Дейдре с удивлением распахнула глаза.
— Что?
— Мяу!
Никого не было видно, хотя огромное дерево, которое росло перед окном, могло скрывать многие вещи. Она отступила в сторону, разглядывая дерево. Свет из комнаты позади нее высветил что-то и отразился в широко раскрытых зрачках.
Маленький котенок съежился на самой большой ветке, чьи кончики почти задевали дом. Это было ужасное маленькое создание, потрепанное и мокрое, его грязная черная шерстка и тут и там была измазана Бог знает чем.
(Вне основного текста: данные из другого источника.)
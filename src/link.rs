// src/link.rs
// =============================================================================
// The Link type: one hyperlink discovered during a crawl, together with the
// validation rule that decides whether it is worth printing and following.
//
// A Link is built once by the scanner, printed once by the crawl loop, and
// optionally used as the seed of one deeper fetch. It is never stored or
// mutated after construction.
// =============================================================================

use std::fmt;

/// A hyperlink discovered on a crawled page.
#[derive(Debug, Clone, PartialEq, Eq)]
pub struct Link {
    /// Target of the anchor's href attribute, trimmed. May be relative or
    /// absolute; it is passed to the HTTP client as-is.
    pub url: String,
    /// Text content between the anchor's start and end tag, trimmed of
    /// surrounding whitespace only.
    pub text: String,
    /// Recursion level the link was found at (0 = found on the seed page).
    pub depth: usize,
}

impl Link {
    /// Builds a link, trimming surrounding whitespace from both the URL and
    /// the text. Internal whitespace is left untouched.
    pub fn new(url: &str, text: &str, depth: usize) -> Self {
        Self {
            url: url.trim().to_string(),
            text: text.trim().to_string(),
            depth,
        }
    }

    /// Whether the link should be reported and followed.
    ///
    /// A link is valid when it was found below the depth ceiling, has
    /// non-empty text and URL, and its URL does not contain "javascript"
    /// in any casing.
    pub fn is_valid(&self, max_depth: usize) -> bool {
        if self.depth >= max_depth {
            return false;
        }
        if self.text.is_empty() {
            return false;
        }
        if self.url.is_empty() {
            return false;
        }
        !self.url.to_lowercase().contains("javascript")
    }
}

// One output line per link: indented by one tab per depth level.
impl fmt::Display for Link {
    fn fmt(&self, f: &mut fmt::Formatter<'_>) -> fmt::Result {
        write!(
            f,
            "{}{} ({}) - {}",
            "\t".repeat(self.depth),
            self.text,
            self.depth,
            self.url
        )
    }
}

#[cfg(test)]
mod tests {
    use super::*;

    #[test]
    fn new_trims_url_and_text() {
        let link = Link::new("  /x ", "  Hi  ", 0);
        assert_eq!(link.url, "/x");
        assert_eq!(link.text, "Hi");
    }

    #[test]
    fn new_preserves_internal_whitespace() {
        let link = Link::new("/x", "Hi  there", 0);
        assert_eq!(link.text, "Hi  there");
    }

    #[test]
    fn display_has_no_indent_at_depth_zero() {
        let link = Link::new("/x", "Hi", 0);
        assert_eq!(link.to_string(), "Hi (0) - /x");
    }

    #[test]
    fn display_indents_one_tab_per_depth_level() {
        let link = Link::new("/x", "Hi", 1);
        assert_eq!(link.to_string(), "\tHi (1) - /x");

        let link = Link::new("/y", "Deeper", 2);
        assert_eq!(link.to_string(), "\t\tDeeper (2) - /y");
    }

    #[test]
    fn well_formed_link_is_valid() {
        let link = Link::new("/x", "Hi", 0);
        assert!(link.is_valid(2));
    }

    #[test]
    fn link_just_below_depth_ceiling_is_valid() {
        let link = Link::new("/x", "Hi", 1);
        assert!(link.is_valid(2));
    }

    #[test]
    fn link_at_depth_ceiling_is_invalid() {
        let link = Link::new("/x", "Hi", 2);
        assert!(!link.is_valid(2));
    }

    #[test]
    fn empty_text_is_invalid() {
        let link = Link::new("/x", "", 0);
        assert!(!link.is_valid(2));
    }

    #[test]
    fn empty_url_is_invalid() {
        let link = Link::new("", "Hi", 0);
        assert!(!link.is_valid(2));
    }

    #[test]
    fn whitespace_only_text_is_invalid() {
        // Trimming happens at construction, so this collapses to empty.
        let link = Link::new("/x", "   ", 0);
        assert!(!link.is_valid(2));
    }

    #[test]
    fn javascript_url_is_invalid_in_any_casing() {
        assert!(!Link::new("javascript:void(0)", "Click", 0).is_valid(2));
        assert!(!Link::new("JavaScript:alert(1)", "Click", 0).is_valid(2));
        assert!(!Link::new("JAVASCRIPT:alert(1)", "Click", 0).is_valid(2));
    }

    #[test]
    fn javascript_anywhere_in_url_is_invalid() {
        let link = Link::new("/docs/javascript-guide", "Guide", 0);
        assert!(!link.is_valid(2));
    }
}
Огромные, как у летучей мыши, уши располагались по обеим сторонам его черепа, нелепые на такой крошечной, изящной головке.
Котенок был очарователен.
— О небеса! — Дейдре вытянула вперед обе руки. — Не упади, киска. Я… я…
Что? Вызвать лакея, чтобы тот рискнул своей жизнью и спас беспризорника? Дейдре наклонилась через подоконник и уставилась вниз. Это было бы падение с высоты, по крайней мере, трех этажей с приземлением на твердую землю. Там не было даже располагавшегося поблизости кустарника, который мог бы внушить падающему вниз ложную надежду. Разве она сможет заслужить любовь слуг в Брук-Хаусе, если убьет одно из них всего лишь через несколько часов после того, как стала их хозяйкой?